During the mission, if a strike is needed, a joint terminal attack controller can radio MQ-1 or MQ-9 crews for help to coordinate an attack on enemy forces.
“Partnering two different capabilities from the air and ground provides us with the ability to develop patterns of life for targets,” said a JTAC assigned to Air Force Special Operations Command. “If and when the time comes to strike, we can do so with accuracy. This is instrumental in moving to a safer military for future conflicts. Not to mention, having the RPAs provide overwatch from the sky makes us feel safer as well.”
Supporting service members on the ground has been a frequent use for the MQ-1 and MQ-9 community in recent years.

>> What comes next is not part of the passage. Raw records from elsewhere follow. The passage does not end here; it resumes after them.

//! Administering the bot on a network: channels, nick, capabilities,
//! the global ignore list, and services account registration.

use perch_core::config::{Scope, Value};
use perch_core::dispatch::CommandError;
use perch_core::dispatch::converter::{Arg, Conv};
use perch_core::format::{comma_and_list, quoted, time_elapsed};
use perch_core::ident::canonical_capability;
use perch_core::message::Message;
use perch_core::msgs;
use perch_core::plugin::{Action, CommandSpec, Invocation, Plugin};

pub struct Admin;

const ACCOUNT_REGISTRATION: &str = "draft/account-registration";

impl Plugin for Admin {
    fn description(&self) -> &str {
        "Joining and parting, the bot's nick, capabilities and global ignores."
    }

    fn commands(&self) -> Vec<CommandSpec> {
        vec![
            CommandSpec::new("join", "<channel> [<key>]\nJoins <channel> now and on every later connect.")
                .args(vec![Conv::Something, Conv::additional(Conv::Something)])
                .capability("admin"),
            CommandSpec::new("part", "[<channel>] [<reason>]\nLeaves <channel> and forgets it.")
                .args(vec![Conv::Channel, Conv::Rest])
                .capability("admin"),
            CommandSpec::new("nick", "[<nick>]\nChanges the bot's nick on this network, or shows it.")
                .args(vec![Conv::additional(Conv::Nick)])
                .capability("admin"),
            CommandSpec::new(
                "capability",
                "add|remove <user> <capability>\nGives <user> <capability> or takes it away. Only owners manage the owner capability.",
            )
            .args(vec![Conv::Literal(vec!["add", "remove"]), Conv::OtherUser, Conv::Capability])
            .capability("admin"),
            CommandSpec::new(
                "ignore",
                "add|remove|list [<hostmask|nick>] [<seconds>]\nManages the global ignore list; 0 seconds never expires.",
            )
            .args(vec![
                Conv::Literal(vec!["add", "remove", "list"]),
                Conv::additional(Conv::Hostmask),
                Conv::additional_or(Conv::Expiry, Arg::Expiry(None)),
            ])
            .capability("admin"),
            CommandSpec::new(
                "account",
                "register <email> <password> | verify <account> <code>\nRegisters the bot's nick with network services.",
            )
            .args(vec![Conv::Literal(vec!["register", "verify"]), Conv::Something, Conv::Something])
            .capability("admin"),
        ]
    }

    fn call(&mut self, command: &str, inv: &mut Invocation<'_>, args: Vec<Arg>) -> Result<(), CommandError> {
        match command {
            "join" => join(inv, &args),
            "part" => part(inv, &args),
            "nick" => match args[0].str() {
                None => {
                    inv.reply(inv.net.nick.clone());
                    Ok(())
                }
                Some(nick) => {
                    let key = format!("networks.{}.nick", inv.net.network);
                    inv.ctx
                        .registry
                        .set(&key, &Scope::global(), nick)
                        .map_err(|e| CommandError::Failed(e.to_string()))?;
                    inv.send(msgs::nick(nick));
                    Ok(())
                }
            },
            "capability" => capability(inv, &args),
            "ignore" => ignore(inv, &args),
            "account" => account(inv, &args),
            other => Err(CommandError::InvalidCommand(other.to_string())),
        }
    }
}

fn channels_key(inv: &Invocation<'_>) -> String {
    format!("networks.{}.channels", inv.net.network)
}

fn join(inv: &mut Invocation<'_>, args: &[Arg]) -> Result<(), CommandError> {
    let channel = args[0].to_string();
    if !inv.net.is_channel(&channel) {
        return Err(CommandError::Failed(format!("{} is not a valid channel.", quoted(&channel))));
    }
    let key = args[1].str();
    let mut configured = inv.ctx.registry.set_of(&channels_key(inv), None, None);
    configured.insert(channel.clone());
    inv.ctx
        .registry
        .set_value(&channels_key(inv), &Scope::global(), Value::Set(configured))
        .map_err(|e| CommandError::Failed(e.to_string()))?;
    if let Some(k) = key {
        let key_name = format!("{}.key", channels_key(inv));
        inv.ctx
            .registry
            .set(&key_name, &Scope::channel(&channel), k)
            .map_err(|e| CommandError::Failed(e.to_string()))?;
    }
    inv.send(msgs::join(&channel, key));
    Ok(())
}

fn part(inv: &mut Invocation<'_>, args: &[Arg]) -> Result<(), CommandError> {
    let channel = args[0].to_string();
    let mut configured = inv.ctx.registry.set_of(&channels_key(inv), None, None);
    let forgotten = configured.remove(&channel);
    if forgotten {
        inv.ctx
            .registry
            .set_value(&channels_key(inv), &Scope::global(), Value::Set(configured))
            .map_err(|e| CommandError::Failed(e.to_string()))?;
    }
    if !inv.net.channels.contains_key(&channel) {
        if forgotten {
            inv.reply_success(None);
            return Ok(());
        }
        return Err(CommandError::Failed(format!("I'm not in {channel}.")));
    }
    let reason = args[1].to_string();
    inv.send(msgs::part(&channel, (!reason.is_empty()).then_some(reason.as_str())));
    // The reply would go to a channel we just left.
    if inv.channel().is_none_or(|c| !c.eq_ignore_ascii_case(&channel)) {
        inv.reply_success(None);
    }
    Ok(())
}

fn capability(inv: &mut Invocation<'_>, args: &[Arg]) -> Result<(), CommandError> {
    let Some(target) = args[1].user() else {
        return Err(CommandError::Argument);
    };
    let cap = args[2].to_string();
    let bare = cap.trim_start_matches('-');
    let caller_is_owner = inv.ctx.is_owner(inv.hostmask());
    if bare.eq_ignore_ascii_case("owner") && !caller_is_owner {
        return Err(CommandError::Capability("owner".into()));
    }
    let holds = inv.user().is_some_and(|u| u.capabilities.contains(&canonical_capability(bare)));
    if !caller_is_owner && !holds {
        return Err(CommandError::Failed(format!(
            "You can't {} capabilities you don't have.",
            if args[0].str() == Some("add") { "give" } else { "take away" }
        )));
    }
    let id = target.id;
    if args[0].str() == Some("add") {
        inv.ctx.users.update(id, |u| u.add_capability(&cap))?;
        inv.reply_success(None);
    } else {
        let removed = inv.ctx.users.update(id, |u| u.remove_capability(&cap))?;
        if !removed {
            return Err(CommandError::Failed(format!("{} doesn't have the {cap} capability.", target.name)));
        }
        inv.reply_success(None);
    }
    Ok(())
}

fn ignore(inv: &mut Invocation<'_>, args: &[Arg]) -> Result<(), CommandError> {
    let ctx = inv.ctx;
    let ignores = &ctx.ignores;
    match (args[0].str(), args[1].str()) {
        (Some("list"), _) => {
            let now = ctx.now();
            let entries: Vec<String> = ignores
                .list()
                .into_iter()
                .map(|(mask, expires)| match expires {
                    Some(t) => format!("{mask} (for {})", time_elapsed((t - now).max(0.0) as u64)),
                    None => mask,
                })
                .collect();
            if entries.is_empty() {
                inv.reply("I'm not currently globally ignoring anyone.");
            } else {
                inv.reply(comma_and_list(&entries));
            }
        }
        (Some("add"), Some(mask)) => {
            let expires = match &args[2] {
                Arg::Expiry(t) => *t,
                _ => None,
            };
            ignores.add(mask, expires)?;
            inv.reply_success(None);
        }
        (Some("remove"), Some(mask)) => {
            if !ignores.remove(mask)? {
                return Err(CommandError::Failed(format!("{mask} wasn't in the ignores database.")));
            }
            inv.reply_success(None);
        }
        _ => return Err(CommandError::Argument),
    }
    Ok(())
}

fn account(inv: &mut Invocation<'_>, args: &[Arg]) -> Result<(), CommandError> {
    if !inv.net.caps_enabled.contains(ACCOUNT_REGISTRATION) {
        return Err(CommandError::Failed(
            "This network does not support account registration.".into(),
        ));
    }
    let (a, b) = (args[1].to_string(), args[2].to_string());
    let msg = if args[0].str() == Some("register") {
        Message::new("REGISTER", vec!["*".into(), a, b])
    } else {
        Message::new("VERIFY", vec![a, b])
    };
    inv.act(Action::Labeled(msg));
    Ok(())
}

#[cfg(test)]
mod tests {
    use crate::plugins::testing::Bench;

    fn bench() -> Bench {
        let b = Bench::new();
        b.user("alice", "alice!*@alice.host", &["owner"]);
        b.user("carol", "carol!*@carol.host", &["admin"]);
        b.user("bob", "bob!*@bob.host", &[]);
        b
    }

    #[test]
    fn join_and_part_remember_channels() {
        let mut b = bench();
        let sent = b.send(":alice!a@alice.host PRIVMSG #perch :perch: join #secret hunter2");
        assert_eq!(sent[0].to_string(), "JOIN #secret hunter2");
        let registry = &b.ctx().registry;
        assert!(registry.set_of("networks.testnet.channels", None, None).contains("#secret"));
        assert_eq!(registry.string("networks.testnet.channels.key", None, Some("#secret")), "hunter2");

        b.send(":perch!p@bot.host JOIN #secret");
        let sent = b.send(":alice!a@alice.host PRIVMSG #perch :perch: part #secret bye");
        assert_eq!(sent[0].to_string(), "PART #secret bye");
        assert_eq!(sent[1].trailing(), Some("The operation succeeded."));
        assert!(!b.ctx().registry.set_of("networks.testnet.channels", None, None).contains("#secret"));

        let texts = b.texts(":alice!a@alice.host PRIVMSG #perch :perch: part #nowhere");
        assert_eq!(texts, vec!["Error: I'm not in #nowhere."]);
    }

    #[test]
    fn nick_is_shown_and_changed() {
        let mut b = bench();
        assert_eq!(b.texts(":alice!a@alice.host PRIVMSG #perch :perch: nick"), vec!["perch"]);
        let sent = b.send(":alice!a@alice.host PRIVMSG #perch :perch: nick robin");
        assert_eq!(sent[0].to_string(), "NICK robin");
        assert_eq!(b.ctx().registry.string("networks.testnet.nick", None, None), "robin");
    }

    #[test]
    fn capabilities_need_the_capability_itself() {
        let mut b = bench();
        assert_eq!(
            b.texts(":carol!c@carol.host PRIVMSG #perch :perch: capability add bob admin"),
            vec!["The operation succeeded."]
        );
        assert!(b.ctx().users.get_user("bob").unwrap().capabilities.contains("admin"));

        let texts = b.texts(":carol!c@carol.host PRIVMSG #perch :perch: capability add bob trusted");
        assert_eq!(texts, vec!["Error: You can't give capabilities you don't have."]);
        let texts = b.texts(":carol!c@carol.host PRIVMSG #perch :perch: capability add bob owner");
        assert!(texts[0].contains("owner"), "{texts:?}");

        assert_eq!(
            b.texts(":alice!a@alice.host PRIVMSG #perch :perch: capability add bob trusted"),
            vec!["The operation succeeded."]
        );
        b.send(":alice!a@alice.host PRIVMSG #perch :perch: capability remove bob admin");
        assert!(!b.ctx().users.get_user("bob").unwrap().capabilities.contains("admin"));
    }

    #[test]
    fn global_ignores_silence_people() {
        let mut b = bench();
        assert_eq!(
            b.texts(":alice!a@alice.host PRIVMSG #perch :perch: ignore list"),
            vec!["I'm not currently globally ignoring anyone."]
        );
        assert_eq!(
            b.texts(":alice!a@alice.host PRIVMSG #perch :perch: admin ignore add dave!*@* 1h"),
            vec!["The operation succeeded."]
        );
        assert!(b.send(":dave!d@dave.host PRIVMSG #perch :perch: echo hi").is_empty());
        let texts = b.texts(":alice!a@alice.host PRIVMSG #perch :perch: ignore list");
        assert_eq!(texts, vec!["dave!*@* (for 1 hour)"]);
        b.send(":alice!a@alice.host PRIVMSG #perch :perch: ignore remove dave!*@*");
        assert_eq!(b.texts(":dave!d@dave.host PRIVMSG #perch :perch: echo hi"), vec!["hi"]);
    }

    #[test]
    fn account_registration_needs_the_server_capability() {
        let mut b = bench();
        let texts = b.texts(":alice!a@alice.host PRIVMSG #perch :perch: account register me@example.org pw");
        assert_eq!(texts, vec!["Error: This network does not support account registration."]);
    }

    #[test]
    fn admin_commands_are_gated() {
        let mut b = bench();
        let texts = b.texts(":bob!b@bob.host PRIVMSG #perch :perch: join #elsewhere");
        assert!(texts[0].starts_with("Error: ") && texts[0].contains("admin"), "{texts:?}");
    }
}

In some instances, MQ-1 and MQ-9s are able to track high value targets at night using an invisible infrared laser which helps designate and illuminate targets for our ground forces.
If the need for a strike arises, the crew is prepared at a moment’s notice with precision accuracy.
Not only can RPAs strike static targets, but also because of the high loitering time, moving targets as well.
Because a CAP is flown on a continuous basis, 24 hours a day, seven days a week, 365 days a year, revolving shifts of Airmen in every career field rotate throughout the CAP before the plane is landed and another one takes its place.
After the mission is completed and the plane is ready to land, the MCE crew will fly back to base, handing the aircraft back to the LR crew for landing.
The mission may be done, but the work isn’t, just yet. For now, the crews have kept friendly forces safe for another day.
“What our remotely piloted aircraft professionals are doing in today’s fight and in preparing for future conflicts is simply incredible,” said General Hawk Carlisle, Air Combat Command commander. “RPAs and their operators are in the highest demand from our Combatant Commanders because of the situational awareness and strike capabilities that they enable. Despite being some of the newest weapon systems in the Air Force inventory, RPAs fulfill critical demands in every theater 24 hours a day, 365 days a year.”
Editor’s note: The last names of certain individuals in this story have been removed for security reasons.